▸ **Exercise requirements**
Here the job is to return only the lines of the material, exactly, from the first one to the line with "UUID. A UUID is".

▶

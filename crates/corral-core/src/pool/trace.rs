//! Trace pool.

use std::collections::HashSet;
use std::path::{Path, PathBuf};

use uuid::Uuid;

use super::{PoolError, Strategy};

/// Pool of on-disk traces awaiting symbolic replay.
///
/// Items are trace file paths whose file name is the trace UUID. A UUID is
/// accepted once per run: re-inserting it (a VM node re-reporting the same
/// trace) is a no-op, so no trace is ever dispensed twice under FIFO.
#[derive(Debug)]
pub struct TracePool {
    strategy: Strategy,
    seen: HashSet<Uuid>,
}

impl TracePool {
    /// Build an empty pool with the named strategy (`"fifo"`).
    ///
    /// # Errors
    ///
    /// [`PoolError::UnknownStrategy`] for unrecognized names.
    pub fn new(strategy: &str) -> Result<Self, PoolError> {
        Ok(Self {
            strategy: Strategy::by_name(strategy)?,
            seen: HashSet::new(),
        })
    }

    /// Offer a trace file to the pool.
    ///
    /// Returns `true` if the trace was accepted, `false` if its UUID was
    /// already seen this run.
    ///
    /// # Errors
    ///
    /// [`PoolError::InvalidTracePath`] if the file name is not a UUID.
    pub fn insert(&mut self, path: &Path) -> Result<bool, PoolError> {
        let uuid = path
            .file_name()
            .and_then(|n| n.to_str())
            .and_then(|n| Uuid::parse_str(n).ok())
            .ok_or_else(|| PoolError::InvalidTracePath {
                path: path.to_path_buf(),
            })?;

        if !self.seen.insert(uuid) {
            return Ok(false);
        }
        self.strategy.push(path.to_path_buf());
        Ok(true)
    }

    /// Dispense the next trace path, if any.
    pub fn next(&mut self) -> Option<PathBuf> {
        self.strategy.next()
    }

    /// Traces still waiting to be dispensed.
    #[must_use]
    pub fn count_next(&self) -> u64 {
        self.strategy.remaining()
    }

    /// Unique traces accepted over the pool's lifetime.
    #[must_use]
    pub fn count_all_unique(&self) -> u64 {
        self.seen.len() as u64
    }
}

#[cfg(test)]
mod tests {
    use super::*;

    fn trace_path(dir: &Path) -> PathBuf {
        dir.join(Uuid::new_v4().to_string())
    }

    #[test]
    fn test_insert_and_dispense_fifo() {
        let dir = tempfile::tempdir().unwrap();
        let mut pool = TracePool::new("fifo").unwrap();
        let first = trace_path(dir.path());
        let second = trace_path(dir.path());

        assert!(pool.insert(&first).unwrap());
        assert!(pool.insert(&second).unwrap());
        assert_eq!(pool.count_next(), 2);
        assert_eq!(pool.count_all_unique(), 2);

        assert_eq!(pool.next(), Some(first));
        assert_eq!(pool.next(), Some(second));
        assert_eq!(pool.next(), None);
        assert_eq!(pool.count_next(), 0);
        assert_eq!(pool.count_all_unique(), 2);
    }

    #[test]
    fn test_duplicate_uuid_never_dispensed_twice() {
        let dir = tempfile::tempdir().unwrap();
        let mut pool = TracePool::new("fifo").unwrap();
        let path = trace_path(dir.path());

        assert!(pool.insert(&path).unwrap());
        assert!(!pool.insert(&path).unwrap());
        assert_eq!(pool.count_next(), 1);
        assert_eq!(pool.count_all_unique(), 1);

        assert!(pool.next().is_some());
        // Re-offering after dispensing still refuses the duplicate.
        assert!(!pool.insert(&path).unwrap());
        assert_eq!(pool.next(), None);
    }

    #[test]
    fn test_count_next_never_exceeds_count_all_unique() {
        let dir = tempfile::tempdir().unwrap();
        let mut pool = TracePool::new("fifo").unwrap();
        for _ in 0..5 {
            pool.insert(&trace_path(dir.path())).unwrap();
            assert!(pool.count_next() <= pool.count_all_unique());
        }
        while pool.next().is_some() {
            assert!(pool.count_next() <= pool.count_all_unique());
        }
    }

    #[test]
    fn test_non_uuid_path_rejected() {
        let mut pool = TracePool::new("fifo").unwrap();
        let result = pool.insert(Path::new("/tmp/not-a-uuid"));
        assert!(matches!(result, Err(PoolError::InvalidTracePath { .. })));
    }
}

◀

▸ **Result**
filename crates/corral-core/src/pool/trace.rs
//! Trace pool.

use std::collections::HashSet;
use std::path::{Path, PathBuf};

use uuid::Uuid;

use super::{PoolError, Strategy};

/// Pool of on-disk traces awaiting symbolic replay.
///
/// Items are trace file paths whose file name is the trace UUID. A UUID is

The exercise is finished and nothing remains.